● The task
Below are some records. Pull every line that contains the word "AppState".

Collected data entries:
☆ ☆ ☆ ☆ ☆
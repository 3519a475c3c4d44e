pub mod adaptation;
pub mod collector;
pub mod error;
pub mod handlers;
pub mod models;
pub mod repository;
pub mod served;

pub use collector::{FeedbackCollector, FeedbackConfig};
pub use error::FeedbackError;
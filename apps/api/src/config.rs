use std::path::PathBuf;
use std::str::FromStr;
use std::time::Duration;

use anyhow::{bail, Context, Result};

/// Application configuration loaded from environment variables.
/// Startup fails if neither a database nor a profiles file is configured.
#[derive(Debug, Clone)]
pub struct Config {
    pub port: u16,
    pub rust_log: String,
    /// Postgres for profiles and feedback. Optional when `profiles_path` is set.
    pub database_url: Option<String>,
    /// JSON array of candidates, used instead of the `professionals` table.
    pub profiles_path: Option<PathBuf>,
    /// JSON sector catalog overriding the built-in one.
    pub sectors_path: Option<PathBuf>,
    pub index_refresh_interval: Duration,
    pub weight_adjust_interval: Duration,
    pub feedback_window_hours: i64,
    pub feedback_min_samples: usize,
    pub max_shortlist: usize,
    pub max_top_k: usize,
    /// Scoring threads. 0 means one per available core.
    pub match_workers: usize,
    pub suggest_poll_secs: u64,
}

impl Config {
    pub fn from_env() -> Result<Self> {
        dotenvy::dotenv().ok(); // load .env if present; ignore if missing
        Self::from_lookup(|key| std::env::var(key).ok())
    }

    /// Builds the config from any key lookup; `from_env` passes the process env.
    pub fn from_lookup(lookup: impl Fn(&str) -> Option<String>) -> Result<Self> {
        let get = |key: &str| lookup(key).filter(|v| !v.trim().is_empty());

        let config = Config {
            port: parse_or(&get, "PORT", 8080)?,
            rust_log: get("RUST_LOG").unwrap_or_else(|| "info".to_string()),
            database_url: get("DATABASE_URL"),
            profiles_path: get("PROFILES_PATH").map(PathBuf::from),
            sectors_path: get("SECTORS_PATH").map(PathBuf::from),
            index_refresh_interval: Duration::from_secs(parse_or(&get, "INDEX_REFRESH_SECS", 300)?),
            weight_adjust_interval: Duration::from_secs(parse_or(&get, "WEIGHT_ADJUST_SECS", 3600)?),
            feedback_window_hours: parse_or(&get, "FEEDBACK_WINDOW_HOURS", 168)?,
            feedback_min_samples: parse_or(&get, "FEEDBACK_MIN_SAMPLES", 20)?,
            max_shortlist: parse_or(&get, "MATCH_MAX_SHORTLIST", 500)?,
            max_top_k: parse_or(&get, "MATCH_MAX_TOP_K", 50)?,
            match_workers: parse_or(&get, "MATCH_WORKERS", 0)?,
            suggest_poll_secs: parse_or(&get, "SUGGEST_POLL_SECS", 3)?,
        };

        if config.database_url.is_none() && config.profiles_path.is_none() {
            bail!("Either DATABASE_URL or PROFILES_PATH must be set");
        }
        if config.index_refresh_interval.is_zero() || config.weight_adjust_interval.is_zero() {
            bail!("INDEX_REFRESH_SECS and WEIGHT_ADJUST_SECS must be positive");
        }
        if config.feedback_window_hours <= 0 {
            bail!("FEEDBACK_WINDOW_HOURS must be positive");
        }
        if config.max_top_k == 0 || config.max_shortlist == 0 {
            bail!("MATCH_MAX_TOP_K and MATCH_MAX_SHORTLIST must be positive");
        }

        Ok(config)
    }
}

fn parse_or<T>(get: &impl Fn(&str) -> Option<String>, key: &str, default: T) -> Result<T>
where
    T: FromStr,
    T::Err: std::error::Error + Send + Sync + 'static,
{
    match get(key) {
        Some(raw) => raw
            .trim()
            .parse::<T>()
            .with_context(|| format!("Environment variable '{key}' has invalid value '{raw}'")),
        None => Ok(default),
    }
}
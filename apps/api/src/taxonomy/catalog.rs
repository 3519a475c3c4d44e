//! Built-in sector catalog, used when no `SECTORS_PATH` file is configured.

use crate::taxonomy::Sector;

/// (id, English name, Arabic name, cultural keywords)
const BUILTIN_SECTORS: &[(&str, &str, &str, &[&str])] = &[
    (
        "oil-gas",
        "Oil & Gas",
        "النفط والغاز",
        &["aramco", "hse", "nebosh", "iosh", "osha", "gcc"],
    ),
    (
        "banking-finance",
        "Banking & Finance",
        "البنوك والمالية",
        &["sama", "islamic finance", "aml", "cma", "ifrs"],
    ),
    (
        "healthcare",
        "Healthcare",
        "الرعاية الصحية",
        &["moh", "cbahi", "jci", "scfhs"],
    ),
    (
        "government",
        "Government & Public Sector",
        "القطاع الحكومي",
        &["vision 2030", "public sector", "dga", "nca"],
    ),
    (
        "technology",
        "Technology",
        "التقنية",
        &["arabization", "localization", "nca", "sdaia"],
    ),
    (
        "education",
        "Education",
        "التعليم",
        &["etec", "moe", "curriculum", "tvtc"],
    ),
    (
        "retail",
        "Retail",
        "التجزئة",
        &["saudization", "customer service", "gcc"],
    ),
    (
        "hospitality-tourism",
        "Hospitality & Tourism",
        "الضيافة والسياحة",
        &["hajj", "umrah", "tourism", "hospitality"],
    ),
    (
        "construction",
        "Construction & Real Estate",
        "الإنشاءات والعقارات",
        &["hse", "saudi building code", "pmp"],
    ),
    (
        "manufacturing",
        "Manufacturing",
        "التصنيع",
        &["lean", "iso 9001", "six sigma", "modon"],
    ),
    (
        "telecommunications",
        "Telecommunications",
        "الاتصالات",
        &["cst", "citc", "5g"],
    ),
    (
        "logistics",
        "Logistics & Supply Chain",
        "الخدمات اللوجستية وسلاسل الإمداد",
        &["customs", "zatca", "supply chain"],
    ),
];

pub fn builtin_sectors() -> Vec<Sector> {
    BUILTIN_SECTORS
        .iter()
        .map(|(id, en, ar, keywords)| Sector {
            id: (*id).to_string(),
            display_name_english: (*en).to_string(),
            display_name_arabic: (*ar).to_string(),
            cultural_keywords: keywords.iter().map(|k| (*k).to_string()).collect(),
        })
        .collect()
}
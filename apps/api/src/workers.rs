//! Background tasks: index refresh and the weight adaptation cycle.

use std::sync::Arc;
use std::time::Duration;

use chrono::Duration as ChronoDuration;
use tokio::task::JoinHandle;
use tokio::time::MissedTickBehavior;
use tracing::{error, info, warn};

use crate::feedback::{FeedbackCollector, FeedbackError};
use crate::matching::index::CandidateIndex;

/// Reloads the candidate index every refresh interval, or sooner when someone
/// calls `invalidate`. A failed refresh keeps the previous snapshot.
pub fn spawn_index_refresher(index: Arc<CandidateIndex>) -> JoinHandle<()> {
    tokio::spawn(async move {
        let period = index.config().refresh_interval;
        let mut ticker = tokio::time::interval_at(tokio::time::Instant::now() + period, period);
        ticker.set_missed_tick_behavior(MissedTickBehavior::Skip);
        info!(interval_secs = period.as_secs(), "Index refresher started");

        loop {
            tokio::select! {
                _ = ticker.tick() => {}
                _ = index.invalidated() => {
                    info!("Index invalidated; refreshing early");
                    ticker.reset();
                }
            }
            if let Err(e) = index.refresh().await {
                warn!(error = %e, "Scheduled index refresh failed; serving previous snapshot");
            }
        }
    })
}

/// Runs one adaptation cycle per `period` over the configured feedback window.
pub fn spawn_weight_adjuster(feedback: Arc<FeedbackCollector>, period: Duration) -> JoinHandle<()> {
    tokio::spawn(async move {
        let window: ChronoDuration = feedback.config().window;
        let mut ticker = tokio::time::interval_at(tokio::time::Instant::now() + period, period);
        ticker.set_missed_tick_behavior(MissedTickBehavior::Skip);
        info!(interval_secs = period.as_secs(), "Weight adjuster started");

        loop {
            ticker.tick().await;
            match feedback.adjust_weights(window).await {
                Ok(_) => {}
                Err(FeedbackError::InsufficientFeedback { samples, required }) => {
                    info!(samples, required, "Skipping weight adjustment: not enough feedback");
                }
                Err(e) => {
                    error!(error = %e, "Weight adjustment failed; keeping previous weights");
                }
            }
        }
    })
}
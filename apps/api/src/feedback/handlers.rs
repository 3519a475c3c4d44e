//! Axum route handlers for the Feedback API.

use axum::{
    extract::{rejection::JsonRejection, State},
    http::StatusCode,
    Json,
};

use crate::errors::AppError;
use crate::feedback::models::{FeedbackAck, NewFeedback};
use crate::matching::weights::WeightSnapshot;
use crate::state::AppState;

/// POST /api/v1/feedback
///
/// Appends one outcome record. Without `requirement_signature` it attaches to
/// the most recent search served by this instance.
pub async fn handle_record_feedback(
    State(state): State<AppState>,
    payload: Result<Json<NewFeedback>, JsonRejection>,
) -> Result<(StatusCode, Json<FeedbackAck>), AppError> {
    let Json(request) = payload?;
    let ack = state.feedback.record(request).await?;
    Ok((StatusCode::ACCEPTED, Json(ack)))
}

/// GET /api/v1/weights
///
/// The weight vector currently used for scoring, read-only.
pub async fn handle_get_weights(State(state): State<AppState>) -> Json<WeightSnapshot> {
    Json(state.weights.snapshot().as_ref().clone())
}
☆ ☆ ☆ ☆ ☆
● Result of this task
use crate::state::AppState;
    State(state): State<AppState>,
pub async fn handle_get_weights(State(state): State<AppState>) -> Json<WeightSnapshot> {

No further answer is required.